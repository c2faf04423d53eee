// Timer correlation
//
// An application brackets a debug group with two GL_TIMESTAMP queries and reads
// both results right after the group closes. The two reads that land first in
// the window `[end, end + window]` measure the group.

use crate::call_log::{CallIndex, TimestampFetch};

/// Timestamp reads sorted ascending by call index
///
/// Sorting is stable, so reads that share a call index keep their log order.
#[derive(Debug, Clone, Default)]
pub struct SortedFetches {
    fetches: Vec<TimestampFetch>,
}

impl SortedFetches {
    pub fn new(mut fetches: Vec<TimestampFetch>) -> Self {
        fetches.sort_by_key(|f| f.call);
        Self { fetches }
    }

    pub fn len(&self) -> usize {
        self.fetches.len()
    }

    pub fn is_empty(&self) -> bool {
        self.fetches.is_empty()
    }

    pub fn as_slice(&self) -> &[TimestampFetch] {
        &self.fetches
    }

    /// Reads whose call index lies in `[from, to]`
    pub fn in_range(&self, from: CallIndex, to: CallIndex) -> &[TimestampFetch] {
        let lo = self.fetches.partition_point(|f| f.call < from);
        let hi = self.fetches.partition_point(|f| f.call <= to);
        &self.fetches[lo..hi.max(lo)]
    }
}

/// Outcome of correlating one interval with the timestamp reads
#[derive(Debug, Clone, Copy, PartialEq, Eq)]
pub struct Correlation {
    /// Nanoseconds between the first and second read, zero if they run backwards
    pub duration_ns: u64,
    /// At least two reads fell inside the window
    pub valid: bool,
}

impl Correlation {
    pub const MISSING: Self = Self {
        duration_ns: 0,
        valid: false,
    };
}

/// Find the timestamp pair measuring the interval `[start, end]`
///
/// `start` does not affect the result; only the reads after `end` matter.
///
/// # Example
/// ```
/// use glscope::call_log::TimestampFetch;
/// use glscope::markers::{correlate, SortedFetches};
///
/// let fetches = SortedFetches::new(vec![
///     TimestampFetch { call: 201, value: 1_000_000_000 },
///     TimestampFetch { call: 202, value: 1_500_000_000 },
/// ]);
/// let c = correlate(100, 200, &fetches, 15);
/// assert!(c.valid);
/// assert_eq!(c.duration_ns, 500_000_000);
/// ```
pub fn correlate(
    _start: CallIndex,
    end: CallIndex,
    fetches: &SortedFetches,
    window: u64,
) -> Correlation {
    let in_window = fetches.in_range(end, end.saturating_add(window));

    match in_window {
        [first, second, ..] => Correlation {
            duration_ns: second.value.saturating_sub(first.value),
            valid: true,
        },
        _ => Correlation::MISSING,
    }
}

## What is required
Which lines of the material contain "bool"? List them.

## Exercise response
    pub fn is_empty(&self) -> bool {
    pub valid: bool,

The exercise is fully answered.